● **What the exercise asks**
The expected answer is the data below, retyped exactly.

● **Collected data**
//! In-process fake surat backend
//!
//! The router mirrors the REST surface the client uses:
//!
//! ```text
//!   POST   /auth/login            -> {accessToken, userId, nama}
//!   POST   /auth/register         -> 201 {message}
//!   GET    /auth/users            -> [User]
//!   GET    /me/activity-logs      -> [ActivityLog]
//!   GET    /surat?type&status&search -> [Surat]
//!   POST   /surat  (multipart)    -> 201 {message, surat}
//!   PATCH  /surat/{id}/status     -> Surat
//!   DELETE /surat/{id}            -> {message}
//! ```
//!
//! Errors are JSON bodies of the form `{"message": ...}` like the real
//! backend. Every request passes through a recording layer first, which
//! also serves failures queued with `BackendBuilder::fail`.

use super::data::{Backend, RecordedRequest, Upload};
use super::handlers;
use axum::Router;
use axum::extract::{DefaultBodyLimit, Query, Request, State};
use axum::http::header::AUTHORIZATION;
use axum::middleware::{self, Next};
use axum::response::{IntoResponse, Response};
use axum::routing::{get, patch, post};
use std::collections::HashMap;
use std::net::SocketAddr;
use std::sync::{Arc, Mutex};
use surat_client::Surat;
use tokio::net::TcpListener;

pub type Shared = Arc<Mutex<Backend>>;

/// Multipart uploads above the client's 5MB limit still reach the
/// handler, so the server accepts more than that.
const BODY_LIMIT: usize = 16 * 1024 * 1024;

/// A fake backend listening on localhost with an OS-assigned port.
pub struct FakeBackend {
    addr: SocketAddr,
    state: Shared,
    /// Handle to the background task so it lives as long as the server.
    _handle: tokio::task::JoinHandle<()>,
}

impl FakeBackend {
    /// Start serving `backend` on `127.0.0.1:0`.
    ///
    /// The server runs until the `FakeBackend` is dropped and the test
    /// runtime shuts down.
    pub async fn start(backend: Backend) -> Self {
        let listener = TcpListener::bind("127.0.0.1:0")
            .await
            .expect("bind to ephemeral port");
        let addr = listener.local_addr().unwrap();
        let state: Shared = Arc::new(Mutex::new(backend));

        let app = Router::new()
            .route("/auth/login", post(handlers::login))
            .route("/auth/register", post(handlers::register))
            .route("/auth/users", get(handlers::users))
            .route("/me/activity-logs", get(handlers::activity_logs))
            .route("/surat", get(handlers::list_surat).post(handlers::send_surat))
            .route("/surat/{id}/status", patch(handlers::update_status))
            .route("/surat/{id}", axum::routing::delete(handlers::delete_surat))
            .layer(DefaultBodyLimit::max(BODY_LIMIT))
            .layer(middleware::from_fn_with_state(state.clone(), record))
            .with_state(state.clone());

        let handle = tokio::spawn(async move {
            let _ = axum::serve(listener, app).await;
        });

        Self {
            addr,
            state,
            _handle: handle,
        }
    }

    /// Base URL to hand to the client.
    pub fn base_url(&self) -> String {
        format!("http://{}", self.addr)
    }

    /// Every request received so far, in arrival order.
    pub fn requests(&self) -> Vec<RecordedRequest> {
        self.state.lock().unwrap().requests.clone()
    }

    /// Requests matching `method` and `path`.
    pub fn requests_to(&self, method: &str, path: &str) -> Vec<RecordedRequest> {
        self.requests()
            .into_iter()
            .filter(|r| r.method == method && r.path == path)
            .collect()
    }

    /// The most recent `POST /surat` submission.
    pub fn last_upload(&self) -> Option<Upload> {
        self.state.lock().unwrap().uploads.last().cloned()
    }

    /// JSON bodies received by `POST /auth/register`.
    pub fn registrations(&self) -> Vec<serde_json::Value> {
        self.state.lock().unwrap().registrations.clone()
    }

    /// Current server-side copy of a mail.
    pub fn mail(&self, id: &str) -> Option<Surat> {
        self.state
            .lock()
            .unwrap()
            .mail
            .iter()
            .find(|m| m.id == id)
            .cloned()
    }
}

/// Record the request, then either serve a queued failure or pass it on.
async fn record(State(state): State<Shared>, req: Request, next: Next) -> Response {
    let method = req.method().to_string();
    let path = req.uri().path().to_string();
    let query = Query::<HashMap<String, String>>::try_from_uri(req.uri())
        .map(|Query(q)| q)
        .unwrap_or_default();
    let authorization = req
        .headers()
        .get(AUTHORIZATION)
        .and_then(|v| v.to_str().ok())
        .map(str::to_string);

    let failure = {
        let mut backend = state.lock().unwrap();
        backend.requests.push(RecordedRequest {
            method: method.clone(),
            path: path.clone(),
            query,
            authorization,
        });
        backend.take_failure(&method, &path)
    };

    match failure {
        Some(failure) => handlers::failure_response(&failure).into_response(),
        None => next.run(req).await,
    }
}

● **Solution to the problem**
//! In-process fake surat backend
//!
//! The router mirrors the REST surface the client uses:
//!
//! ```text
//!   POST   /auth/login            -> {accessToken, userId, nama}
//!   POST   /auth/register         -> 201 {message}
//!   GET    /auth/users            -> [User]
//!   GET    /me/activity-logs      -> [ActivityLog]
//!   GET    /surat?type&status&search -> [Surat]
//!   POST   /surat  (multipart)    -> 201 {message, surat}
//!   PATCH  /surat/{id}/status     -> Surat
//!   DELETE /surat/{id}            -> {message}
//! ```
//!
//! Errors are JSON bodies of the form `{"message": ...}` like the real
//! backend. Every request passes through a recording layer first, which
//! also serves failures queued with `BackendBuilder::fail`.

use super::data::{Backend, RecordedRequest, Upload};
use super::handlers;
use axum::Router;
use axum::extract::{DefaultBodyLimit, Query, Request, State};
use axum::http::header::AUTHORIZATION;
use axum::middleware::{self, Next};
use axum::response::{IntoResponse, Response};
use axum::routing::{get, patch, post};
use std::collections::HashMap;
use std::net::SocketAddr;
use std::sync::{Arc, Mutex};
use surat_client::Surat;
use tokio::net::TcpListener;

pub type Shared = Arc<Mutex<Backend>>;

/// Multipart uploads above the client's 5MB limit still reach the
/// handler, so the server accepts more than that.
const BODY_LIMIT: usize = 16 * 1024 * 1024;

/// A fake backend listening on localhost with an OS-assigned port.
pub struct FakeBackend {
    addr: SocketAddr,
    state: Shared,
    /// Handle to the background task so it lives as long as the server.
    _handle: tokio::task::JoinHandle<()>,
}

impl FakeBackend {
    /// Start serving `backend` on `127.0.0.1:0`.
    ///
    /// The server runs until the `FakeBackend` is dropped and the test
    /// runtime shuts down.
    pub async fn start(backend: Backend) -> Self {
        let listener = TcpListener::bind("127.0.0.1:0")
            .await
            .expect("bind to ephemeral port");
        let addr = listener.local_addr().unwrap();
        let state: Shared = Arc::new(Mutex::new(backend));

        let app = Router::new()
            .route("/auth/login", post(handlers::login))
            .route("/auth/register", post(handlers::register))
            .route("/auth/users", get(handlers::users))
            .route("/me/activity-logs", get(handlers::activity_logs))
            .route("/surat", get(handlers::list_surat).post(handlers::send_surat))
            .route("/surat/{id}/status", patch(handlers::update_status))
            .route("/surat/{id}", axum::routing::delete(handlers::delete_surat))
            .layer(DefaultBodyLimit::max(BODY_LIMIT))
            .layer(middleware::from_fn_with_state(state.clone(), record))
            .with_state(state.clone());

        let handle = tokio::spawn(async move {
            let _ = axum::serve(listener, app).await;
        });

        Self {
            addr,
            state,
            _handle: handle,
        }
    }

    /// Base URL to hand to the client.
    pub fn base_url(&self) -> String {
        format!("http://{}", self.addr)
    }

    /// Every request received so far, in arrival order.
    pub fn requests(&self) -> Vec<RecordedRequest> {
        self.state.lock().unwrap().requests.clone()
    }

    /// Requests matching `method` and `path`.
    pub fn requests_to(&self, method: &str, path: &str) -> Vec<RecordedRequest> {
        self.requests()
            .into_iter()
            .filter(|r| r.method == method && r.path == path)
            .collect()
    }

    /// The most recent `POST /surat` submission.
    pub fn last_upload(&self) -> Option<Upload> {
        self.state.lock().unwrap().uploads.last().cloned()
    }

    /// JSON bodies received by `POST /auth/register`.
    pub fn registrations(&self) -> Vec<serde_json::Value> {
        self.state.lock().unwrap().registrations.clone()
    }

    /// Current server-side copy of a mail.
    pub fn mail(&self, id: &str) -> Option<Surat> {
        self.state
            .lock()
            .unwrap()
            .mail
            .iter()
            .find(|m| m.id == id)
            .cloned()
    }
}

/// Record the request, then either serve a queued failure or pass it on.
async fn record(State(state): State<Shared>, req: Request, next: Next) -> Response {
    let method = req.method().to_string();
    let path = req.uri().path().to_string();
    let query = Query::<HashMap<String, String>>::try_from_uri(req.uri())
        .map(|Query(q)| q)
        .unwrap_or_default();
    let authorization = req
        .headers()
        .get(AUTHORIZATION)
        .and_then(|v| v.to_str().ok())
        .map(str::to_string);

    let failure = {
        let mut backend = state.lock().unwrap();
        backend.requests.push(RecordedRequest {
            method: method.clone(),
            path: path.clone(),
            query,
            authorization,
        });
        backend.take_failure(&method, &path)
    };

    match failure {
        Some(failure) => handlers::failure_response(&failure).into_response(),
        None => next.run(req).await,
    }
}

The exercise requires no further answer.